= Hurdle model =

Class of statistical models

A hurdle model is a class of statistical models where a random variable is modelled using two parts, the first of which is the probability of attaining the value 0, and the second part models the probability of the non-zero values. The use of hurdle models is often motivated by an excess of zeroes in the data that is not sufficiently accounted for in more standard statistical models.

In a hurdle model, a random variable x is modelled as

$\Pr (x = 0) = \theta$
$\Pr (x \ne 0) = p_{x \ne 0}(x)$

where $p_{x \ne 0}(x)$ is a truncated probability distribution function, truncated at 0.

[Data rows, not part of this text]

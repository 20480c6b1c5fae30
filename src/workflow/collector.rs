//! Answer collector
//!
//! Holds the student's in-progress answers for one assignment. Every
//! mutation is rejected (returns `false`) once the collector is locked, and
//! out-of-range indices or unknown ids are ignored.

use std::collections::BTreeMap;
use std::mem;

use crate::error::{AppError, AppResult, ValidationError};
use crate::models::{AnswerSheet, Assignment, DragItem, StudentAssignment};

/// Sparse answers keyed by exercise index (or drop-zone id)
#[derive(Debug, Clone, Default, PartialEq, Eq)]
pub struct AnswerSet {
    /// question index → option index
    pub choices: BTreeMap<usize, usize>,
    /// coding exercise index → source
    pub code: BTreeMap<usize, String>,
    /// zone id → item id
    pub placements: BTreeMap<String, String>,
    /// read activity index → chosen word
    pub words: BTreeMap<usize, String>,
    /// spelling exercise index → typed or chosen spelling
    pub spelling: BTreeMap<usize, String>,
}

impl AnswerSet {
    /// Rebuilds answers from what the backend stored for a completed assignment
    ///
    /// `-1` choices and blank strings are gaps.
    pub fn from_stored(stored: &StudentAssignment) -> Self {
        let mut set = AnswerSet::default();
        if let Some(answers) = &stored.answers {
            for (index, &choice) in answers.iter().enumerate() {
                if let Ok(choice) = usize::try_from(choice) {
                    set.choices.insert(index, choice);
                }
            }
        }
        set.code = dense_to_sparse(stored.coding_answers.as_deref());
        if let Some(placements) = &stored.drag_drop_answer {
            set.placements = placements.clone();
        }
        set.words = dense_to_sparse(stored.interactive_word_answers.as_deref());
        set.spelling = dense_to_sparse(stored.spelling_answers.as_deref());
        set
    }

    pub fn is_empty(&self) -> bool {
        self.choices.is_empty()
            && self.code.is_empty()
            && self.placements.is_empty()
            && self.words.is_empty()
            && self.spelling.is_empty()
    }
}

fn dense_to_sparse(values: Option<&[String]>) -> BTreeMap<usize, String> {
    values
        .unwrap_or_default()
        .iter()
        .enumerate()
        .filter(|(_, value)| !value.trim().is_empty())
        .map(|(index, value)| (index, value.clone()))
        .collect()
}

/// In-progress answers bound to one assignment
#[derive(Debug, Clone)]
pub struct AnswerCollector {
    assignment: Assignment,
    answers: AnswerSet,
    locked: bool,
}

impl AnswerCollector {
    /// # Arguments
    /// - `assignment`: shape the answers are checked against
    /// - `completed`: a completed assignment starts locked
    pub fn new(assignment: &Assignment, completed: bool) -> Self {
        Self {
            assignment: assignment.clone(),
            answers: AnswerSet::default(),
            locked: completed,
        }
    }

    pub fn answers(&self) -> &AnswerSet {
        &self.answers
    }

    pub fn lock(&mut self) {
        self.locked = true;
    }

    pub fn is_locked(&self) -> bool {
        self.locked
    }

    /// Last selection wins
    pub fn select_option(&mut self, question: usize, option: usize) -> bool {
        if self.locked {
            return false;
        }
        match self.assignment.questions.get(question) {
            Some(q) if option < q.options.len() => {
                self.answers.choices.insert(question, option);
                true
            }
            _ => false,
        }
    }

    pub fn set_code(&mut self, exercise: usize, source: impl Into<String>) -> bool {
        if self.locked || exercise >= self.assignment.coding_exercises.len() {
            return false;
        }
        self.answers.code.insert(exercise, source.into());
        true
    }

    /// Effective source: the student's edit, else the starter code, else empty
    pub fn code_for(&self, exercise: usize) -> Option<&str> {
        let starter = &self.assignment.coding_exercises.get(exercise)?.starter_code;
        Some(
            self.answers
                .code
                .get(&exercise)
                .map(String::as_str)
                .or(starter.as_deref())
                .unwrap_or(""),
        )
    }

    /// Places `item_id` in `zone_id`, taking it out of any other zone
    ///
    /// An item the zone already holds is a no-op (`false`). An item
    /// previously in the target zone goes back to the pool.
    pub fn drop_item(&mut self, zone_id: &str, item_id: &str) -> bool {
        if self.locked {
            return false;
        }
        let Some(puzzle) = &self.assignment.drag_drop_puzzle else {
            return false;
        };
        let zone_known = puzzle.zones.iter().any(|z| z.id == zone_id);
        let item_known = puzzle.items.iter().any(|i| i.id == item_id);
        if !zone_known || !item_known {
            return false;
        }
        if self.answers.placements.get(zone_id).map(String::as_str) == Some(item_id) {
            return false;
        }
        self.answers.placements.retain(|_, placed| placed != item_id);
        self.answers
            .placements
            .insert(zone_id.to_string(), item_id.to_string());
        true
    }

    pub fn remove_item(&mut self, zone_id: &str) -> bool {
        if self.locked {
            return false;
        }
        self.answers.placements.remove(zone_id).is_some()
    }

    pub fn item_in(&self, zone_id: &str) -> Option<&str> {
        self.answers.placements.get(zone_id).map(String::as_str)
    }

    /// Items not placed in any zone, in puzzle order
    pub fn unplaced_items(&self) -> Vec<&DragItem> {
        let Some(puzzle) = &self.assignment.drag_drop_puzzle else {
            return Vec::new();
        };
        puzzle
            .items
            .iter()
            .filter(|item| !self.answers.placements.values().any(|placed| placed == &item.id))
            .collect()
    }

    /// Blank input clears the activity
    pub fn select_word(&mut self, activity: usize, word: &str) -> bool {
        if self.locked || activity >= self.assignment.read_activity_count() {
            return false;
        }
        set_or_clear(&mut self.answers.words, activity, word);
        true
    }

    /// Blank input clears the exercise
    pub fn set_spelling(&mut self, exercise: usize, text: &str) -> bool {
        if self.locked || exercise >= self.assignment.spelling_exercises.len() {
            return false;
        }
        set_or_clear(&mut self.answers.spelling, exercise, text);
        true
    }

    pub fn answered_questions(&self) -> usize {
        self.answers.choices.len()
    }

    pub fn answered_coding(&self) -> usize {
        self.answers.code.len()
    }

    pub fn placed_zones(&self) -> usize {
        self.answers.placements.len()
    }

    pub fn answered_words(&self) -> usize {
        self.answers.words.len()
    }

    pub fn answered_spelling(&self) -> usize {
        self.answers.spelling.len()
    }

    /// Hands the answers over and leaves the collector empty
    pub fn take(&mut self) -> AnswerSet {
        mem::take(&mut self.answers)
    }

    pub fn clear(&mut self) {
        self.answers = AnswerSet::default();
    }

    /// Applies an answer sheet through the regular mutators
    ///
    /// # Returns
    /// Number of answers applied; any entry the assignment cannot take is an error
    pub fn apply_sheet(&mut self, sheet: &AnswerSheet) -> AppResult<usize> {
        if self.locked {
            return Ok(0);
        }
        let mut applied = 0;

        for (question, option) in AnswerSheet::positions("choices", &sheet.choices)? {
            applied += require(self.select_option(question, option), "choices", question)?;
        }
        for (exercise, source) in AnswerSheet::positions("code", &sheet.code)? {
            applied += require(self.set_code(exercise, source), "code", exercise)?;
        }
        for (zone, item) in &sheet.placements {
            let placed = self.drop_item(zone, item) || self.item_in(zone) == Some(item.as_str());
            if !placed {
                return Err(invalid_sheet(format!(
                    "[placements] cannot put '{}' in zone '{}'",
                    item, zone
                )));
            }
            applied += 1;
        }
        for (activity, word) in AnswerSheet::positions("words", &sheet.words)? {
            applied += require(self.select_word(activity, &word), "words", activity)?;
        }
        for (exercise, text) in AnswerSheet::positions("spelling", &sheet.spelling)? {
            applied += require(self.set_spelling(exercise, &text), "spelling", exercise)?;
        }

        Ok(applied)
    }
}

fn require(accepted: bool, section: &str, index: usize) -> AppResult<usize> {
    if accepted {
        Ok(1)
    } else {
        Err(invalid_sheet(format!(
            "[{}] entry {} does not match the assignment",
            section,
            index + 1
        )))
    }
}

fn set_or_clear(map: &mut BTreeMap<usize, String>, index: usize, value: &str) {
    let value = value.trim();
    if value.is_empty() {
        map.remove(&index);
    } else {
        map.insert(index, value.to_string());
    }
}

fn invalid_sheet(detail: String) -> AppError {
    ValidationError::InvalidAnswerSheet { detail }.into()
}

Hurdle models were introduced by John G. Cragg in 1971, where the non-zero values of x were modelled using a normal model, and a probit model was used to model the zeros. The probit part of the model was said to model the presence of "hurdles" that must be overcome for the values of x to attain non-zero values, hence the designation hurdle model. Hurdle models were later developed for count data, with Poisson, geometric, and negative binomial models for the non-zero counts.

== Relationship with zero-inflated models ==
Hurdle models differ from zero-inflated models in that zero-inflated models model the zeros using a two-component mixture model. With a mixture model, the probability of the variable being zero is determined by both the main distribution function $p(x = 0)$ and the mixture weight $\pi$. Specifically, a zero-inflated model for a random variable x is

$\Pr (x = 0) = \pi + (1 - \pi) \times p(x = 0)$

$\Pr (x = h_i) = (1 - \pi) \times p(x = h_i)$

where $\pi$ is the mixture weight that determines the amount of zero-inflation. A zero-inflated model can only increase the probability of $\Pr (x = 0)$, but this is not a restriction in hurdle models.